Nachdem die Henning von Burgsdorff Stiftung zur Förderung des Geschichtsunterrichts ihren Jahrespreis für Geschichtslehrkräfte erstmals mit einem Abstand von zwei Jahren ausgeschrieben hatte, waren acht überwiegend qualitativ überzeugende Bewerbungen eingegangen, die im Dezember 2022 im Rahmen der Kuratoriumssitzung besprochen wurden. Im Ergebnis wurde zwei von ihnen ein Jahrespreis zuerkannt.

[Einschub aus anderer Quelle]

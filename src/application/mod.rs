//! Application layer: response normalization, the message processor,
//! the data model, and outbound request construction.

pub mod data_model;
pub mod json_rpc;
pub mod normalizer;
pub mod processor;
pub mod raw_input;

pub use data_model::DataModelStore;
pub use json_rpc::{
    client_capabilities_metadata, OutboundMessage, SendTaskRequest, SendTaskResponse,
    TaskSendParams, WirePart, STANDARD_CATALOG_ID,
};
pub use normalizer::{normalize_response, NormalizedResponse, ResponseMode};
pub use processor::MessageProcessor;
pub use raw_input::parse_raw_messages;
//! Service layer: the client trait, the shared configuration context,
//! and the chat session orchestrator.

pub mod client;
pub mod config;
pub mod session;

pub use client::AsyncA2uiClient;
pub use config::{ClientConfig, SharedConfig};
pub use session::{ChatSession, DebugCapture};
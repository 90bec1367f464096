//! Client-side interpretation and rendering core for the A2UI protocol
//!
//! This library implements the interpretation pipeline of an A2UI client
//! talking to an A2A agent server: it normalizes heterogeneous JSON-RPC
//! response shapes into canonical UI-update directives, resolves data
//! bindings against a tagged-value data model, and projects resolved data
//! onto chart and force-graph visualization engines behind port traits.
//! The page shell, styling and actual canvases are external collaborators.
//!
//! The implementation follows a hexagonal architecture with clear
//! separation between domain, ports, and adapters.
//!
//! # Features
//!
//! - Response normalization for UI and text modes
//! - Surface and component store driven by A2UI directives
//! - Tagged-value data model with recursive unpacking
//! - Chart and knowledge-graph renderers with semantic event emission
//! - HTTP transport with dynamic server switching
//! - Feature flags for optional dependencies
//!
//! # Examples
//!
//! ## Sending a message and rendering the response
//!
//! ```rust,no_run
//! # #[cfg(feature = "http-client")]
//! # {
//! use a2ui_client::{A2uiHttpClient, ChatSession, SharedConfig};
//!
//! #[tokio::main]
//! async fn main() -> Result<(), Box<dyn std::error::Error>> {
//!     let config = SharedConfig::default();
//!     let client = A2uiHttpClient::new(config.clone());
//!     let mut session = ChatSession::new(client, config);
//!
//!     session.send_text("show me Q3 sales as a bar chart").await?;
//!     for (surface_id, surface) in session.processor().surfaces() {
//!         println!("surface {surface_id}: {} components", surface.components.len());
//!     }
//!     Ok(())
//! }
//! # }
//! ```

// Re-export key modules and types
pub mod adapter;
pub mod application;
pub mod domain;
pub mod port;
pub mod services;

pub mod observability;

// Public API exports
pub use domain::{
    binding_path, is_binding, is_directive_value, is_valid_component_entry, pack, unpack,
    A2uiError, A2uiMessage, AgentCapabilities, AgentCard, AgentProvider, AgentSkill,
    BeginRendering, ComponentEntry, ComponentNode, DataModelUpdate, DataValue, DeleteSurface,
    FileContent, JsonRpcError, JsonRpcRequest, JsonRpcResponse, Message, Part, Role,
    SemanticEvent, SemanticEventName, Surface, SurfaceUpdate, A2UI_MIME_TYPE,
};

pub use application::{
    normalize_response, parse_raw_messages, MessageProcessor, NormalizedResponse, ResponseMode,
};

pub use port::{
    ChartBackend, ChartConfig, ChartKind, EdgeElement, GraphBackend, GraphElement, NodeElement,
};

pub use adapter::renderers::{ChartData, ChartRenderer, GraphProperties, KnowledgeGraphRenderer};

pub use services::{AsyncA2uiClient, ChatSession, ClientConfig, SharedConfig};

#[cfg(feature = "http-client")]
pub use adapter::A2uiHttpClient;
#[cfg(feature = "http-client")]
pub use adapter::HttpClientError;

Mit einem ersten Preis zeichnete das Kuratorium Lena Gottwald, Ulf Rosenfeld und Dr. Britta Wehen-Peters für ihr Projekt „Erinnerungsgang Oldenburg 2021 am Gymnasium Eversten“ aus.

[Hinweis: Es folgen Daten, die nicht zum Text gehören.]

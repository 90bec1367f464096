use serde_json::Value;
use tokio::sync::mpsc;

#[cfg(feature = "tracing")]
use tracing::instrument;

use crate::application::processor::MessageProcessor;
use crate::domain::core::event::{SemanticEvent, SemanticEventName};
use crate::domain::core::surface::ComponentNode;
use crate::domain::error::A2uiError;
use crate::port::chart_backend::{
    AxisOptions, AxisTitle, ChartBackend, ChartConfig, ChartDataBlock, ChartDataset, ChartKind,
    ChartOptions, InteractionOptions, LegendOptions, PluginOptions, ScaleOptions, TitleOptions,
    TooltipOptions, BACKGROUND_COLORS, BORDER_COLORS,
};

/// Declared properties of a `Graph` component.
///
/// Parsing is lenient the way the catalog describes the component: an
/// unknown `graphType` falls back to the default, unknown `emits` entries
/// are ignored, `interactive` defaults to true.
#[derive(Debug, Clone)]
pub struct GraphProperties {
    /// Raw data property: a binding or an inline literal
    pub data: Value,
    pub graph_type: ChartKind,
    pub interactive: bool,
    pub title: String,
    pub x_label: String,
    pub y_label: String,
    pub emits: Vec<SemanticEventName>,
}

impl GraphProperties {
    pub fn from_component(node: &ComponentNode) -> Self {
        let graph_type = node
            .property("graphType")
            .and_then(|v| serde_json::from_value::<ChartKind>(v.clone()).ok())
            .unwrap_or_default();
        let emits = node
            .property("emits")
            .and_then(Value::as_array)
            .map(|names| {
                names
                    .iter()
                    .filter_map(|name| {
                        serde_json::from_value::<SemanticEventName>(name.clone()).ok()
                    })
                    .collect()
            })
            .unwrap_or_default();

        Self {
            data: node.property("data").cloned().unwrap_or(Value::Null),
            graph_type,
            interactive: node
                .property("interactive")
                .and_then(Value::as_bool)
                .unwrap_or(true),
            title: string_property(node, "title"),
            x_label: string_property(node, "xLabel"),
            y_label: string_property(node, "yLabel"),
            emits,
        }
    }
}

fn string_property(node: &ComponentNode, name: &str) -> String {
    node.property(name)
        .and_then(Value::as_str)
        .unwrap_or_default()
        .to_string()
}

/// Labels and values extracted from a resolved data array.
#[derive(Debug, Clone, Default, PartialEq)]
pub struct ChartData {
    pub labels: Vec<Value>,
    pub values: Vec<Value>,
}

impl ChartData {
    /// Normalize a resolved item sequence, in priority order:
    /// `{x, y}` pairs, then `{label, value}` pairs, then bare values with
    /// 1-based index labels.
    pub fn from_items(items: &[Value]) -> Self {
        let Some(first) = items.first() else {
            return Self::default();
        };

        if first.get("x").is_some() && first.get("y").is_some() {
            return Self {
                labels: items.iter().map(|d| field(d, "x")).collect(),
                values: items.iter().map(|d| field(d, "y")).collect(),
            };
        }

        if first.get("label").is_some() && first.get("value").is_some() {
            return Self {
                labels: items.iter().map(|d| field(d, "label")).collect(),
                values: items.iter().map(|d| field(d, "value")).collect(),
            };
        }

        Self {
            labels: (1..=items.len()).map(|i| Value::from(i as u64)).collect(),
            values: items.to_vec(),
        }
    }

    pub fn len(&self) -> usize {
        self.values.len()
    }

    pub fn is_empty(&self) -> bool {
        self.values.is_empty()
    }
}

fn field(item: &Value, name: &str) -> Value {
    item.get(name).cloned().unwrap_or(Value::Null)
}

/// Coerce a resolved value into a chartable item sequence. Arrays pass
/// through; maps whose keys are all numeric strings yield their values in
/// key order; anything else is no data.
pub fn to_item_sequence(value: &Value) -> Vec<Value> {
    match value {
        Value::Array(items) => items.clone(),
        Value::Object(map) => {
            let mut entries: Vec<(usize, &Value)> = map
                .iter()
                .filter_map(|(k, v)| k.parse::<usize>().ok().map(|index| (index, v)))
                .collect();
            if entries.is_empty() || entries.len() != map.len() {
                return Vec::new();
            }
            entries.sort_by_key(|(index, _)| *index);
            entries.into_iter().map(|(_, v)| v.clone()).collect()
        }
        _ => Vec::new(),
    }
}

/// Build the engine configuration for one render pass.
pub fn build_config(props: &GraphProperties, data: &ChartData) -> ChartConfig {
    let colors = |set: [&str; 5]| set.iter().map(|c| c.to_string()).collect::<Vec<_>>();

    ChartConfig {
        kind: props.graph_type,
        data: ChartDataBlock {
            labels: data.labels.clone(),
            datasets: vec![ChartDataset {
                label: if props.title.is_empty() {
                    "Data".to_string()
                } else {
                    props.title.clone()
                },
                data: data.values.clone(),
                background_color: colors(BACKGROUND_COLORS),
                border_color: colors(BORDER_COLORS),
                border_width: 2,
                tension: 0.4,
            }],
        },
        options: ChartOptions {
            responsive: true,
            maintain_aspect_ratio: false,
            interaction: InteractionOptions {
                mode: props.interactive.then(|| "index".to_string()),
                intersect: false,
            },
            plugins: PluginOptions {
                legend: LegendOptions {
                    display: true,
                    position: "top".to_string(),
                },
                title: TitleOptions {
                    display: !props.title.is_empty(),
                    text: props.title.clone(),
                },
                tooltip: TooltipOptions {
                    enabled: props.interactive,
                },
            },
            scales: ScaleOptions {
                x: AxisOptions {
                    display: true,
                    title: AxisTitle {
                        display: !props.x_label.is_empty(),
                        text: props.x_label.clone(),
                    },
                    begin_at_zero: None,
                },
                y: AxisOptions {
                    display: true,
                    title: AxisTitle {
                        display: !props.y_label.is_empty(),
                        text: props.y_label.clone(),
                    },
                    begin_at_zero: Some(true),
                },
            },
        },
    }
}

/// Hosts one chart engine instance for one `Graph` component.
///
/// Every render pass tears the previous engine down and mounts a fresh
/// one from the component's current resolved properties; there is no
/// incremental diffing.
pub struct ChartRenderer<B: ChartBackend> {
    backend: B,
    handle: Option<B::Handle>,
    surface_id: String,
    component_id: String,
    data: ChartData,
    title: String,
    emits: Vec<SemanticEventName>,
    events: mpsc::UnboundedSender<SemanticEvent>,
}

impl<B: ChartBackend> ChartRenderer<B> {
    pub fn new(
        backend: B,
        surface_id: impl Into<String>,
        component_id: impl Into<String>,
        events: mpsc::UnboundedSender<SemanticEvent>,
    ) -> Self {
        Self {
            backend,
            handle: None,
            surface_id: surface_id.into(),
            component_id: component_id.into(),
            data: ChartData::default(),
            title: String::new(),
            emits: Vec::new(),
            events,
        }
    }

    /// Rebuild the chart from the component's current properties.
    #[cfg_attr(feature = "tracing", instrument(skip(self, node, processor), fields(component = %self.component_id)))]
    pub fn render(
        &mut self,
        node: &ComponentNode,
        processor: &MessageProcessor,
    ) -> Result<(), A2uiError> {
        self.destroy();

        let props = GraphProperties::from_component(node);
        let items = processor
            .resolve_property(&self.surface_id, &props.data)
            .map(|resolved| to_item_sequence(&resolved))
            .unwrap_or_default();
        self.data = ChartData::from_items(&items);
        self.title = props.title.clone();
        self.emits = props.emits.clone();

        let config = build_config(&props, &self.data);
        self.handle = Some(self.backend.mount(&config)?);
        Ok(())
    }

    /// Tear down the engine instance, if one is mounted.
    pub fn destroy(&mut self) {
        if let Some(handle) = self.handle.take() {
            self.backend.destroy(handle);
        }
    }

    pub fn is_mounted(&self) -> bool {
        self.handle.is_some()
    }

    /// Handle a click landing on data point `index`.
    ///
    /// Dispatches a `graph.point.selected` semantic event through the
    /// outbound channel iff the component declared that event in its emit
    /// set and the index hits a data point; every other click is ignored.
    /// Returns the dispatched event, if any.
    pub fn handle_click(&self, index: usize) -> Option<SemanticEvent> {
        if !self.emits.contains(&SemanticEventName::GraphPointSelected) {
            return None;
        }
        if index >= self.data.len() {
            return None;
        }

        let event = SemanticEvent::new(
            SemanticEventName::GraphPointSelected,
            self.component_id.clone(),
            self.surface_id.clone(),
            serde_json::json!({
                "label": self.data.labels.get(index).cloned().unwrap_or(Value::Null),
                "value": self.data.values[index].clone(),
                "index": index,
                "graphId": self.component_id,
                "title": self.title,
            }),
        );

        // A dropped receiver means no one is listening; the interaction
        // is still reported to the caller.
        let _ = self.events.send(event.clone());
        Some(event)
    }
}

impl<B: ChartBackend> Drop for ChartRenderer<B> {
    fn drop(&mut self) {
        self.destroy();
    }
}

#[cfg(test)]
mod tests {
    use super::*;
    use serde_json::json;

    #[test]
    fn test_xy_pairs() {
        let items = vec![json!({"x": 1, "y": 10}), json!({"x": 2, "y": 20})];
        let data = ChartData::from_items(&items);
        assert_eq!(data.labels, vec![json!(1), json!(2)]);
        assert_eq!(data.values, vec![json!(10), json!(20)]);
    }

    #[test]
    fn test_label_value_pairs() {
        let items = vec![json!({"label": "A", "value": 5})];
        let data = ChartData::from_items(&items);
        assert_eq!(data.labels, vec![json!("A")]);
        assert_eq!(data.values, vec![json!(5)]);
    }

    #[test]
    fn test_bare_values_get_index_labels() {
        let items = vec![json!(3), json!(4), json!(5)];
        let data = ChartData::from_items(&items);
        assert_eq!(data.labels, vec![json!(1), json!(2), json!(3)]);
        assert_eq!(data.values, vec![json!(3), json!(4), json!(5)]);
    }

    #[test]
    fn test_numeric_key_map_becomes_sequence() {
        let value = json!({"1": {"x": 2, "y": 20}, "0": {"x": 1, "y": 10}});
        let items = to_item_sequence(&value);
        assert_eq!(items[0], json!({"x": 1, "y": 10}));
        assert_eq!(items[1], json!({"x": 2, "y": 20}));
    }

    #[test]
    fn test_config_reflects_interactivity() {
        let node = ComponentNode {
            id: "chart".to_string(),
            component_type: "Graph".to_string(),
            properties: json!({
                "graphType": "bar",
                "interactive": false,
                "title": "Sales",
                "xLabel": "Month",
            })
            .as_object()
            .cloned()
            .unwrap(),
        };
        let props = GraphProperties::from_component(&node);
        assert_eq!(props.graph_type, ChartKind::Bar);

        let config = build_config(&props, &ChartData::default());
        assert_eq!(config.options.interaction.mode, None);
        assert!(!config.options.plugins.tooltip.enabled);
        assert!(config.options.plugins.title.display);
        assert!(config.options.scales.x.title.display);
        assert!(!config.options.scales.y.title.display);
    }

    #[test]
    fn test_unknown_graph_type_falls_back_to_line() {
        let node = ComponentNode {
            id: "chart".to_string(),
            component_type: "Graph".to_string(),
            properties: json!({"graphType": "hexbin"}).as_object().cloned().unwrap(),
        };
        assert_eq!(
            GraphProperties::from_component(&node).graph_type,
            ChartKind::Line
        );
    }
}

Ausgang des Projekts war die Aufgabe für das Gymnasium Eversten, den seit 1982 jährlich am 9. November stattfindenden Erinnerungsgang auf der Strecke, den jüdische Oldenburger von der Polizeikaserne zum Gerichtsgefängnis gehen mussten, mitzugestalten. Ein aus den drei Kolleginnen und Kollegen bestehendes Organisationsteam übernahm diese Aufgabe und entwickelte ein Konzept, bei dem die inhaltliche Auseinandersetzung im Vordergrund stehen sollte. Es sollte deutlich über normative Vorgaben hinausgehen und vor allem oberflächliche und rein moralisierende Bekundungen vermeiden. Die historischen Ereignisse sollten für sich sprechen und eigene Beurteilungen ermöglichen. Nicht nur die Fachgruppe Geschichte, sondern möglichst alle Fachgruppen und Jahrgänge der Schule sollten daran beteiligt sein und der aktiven Gestaltung durch Schülerinnen und Schüler maß man eine hohe Bedeutung zu.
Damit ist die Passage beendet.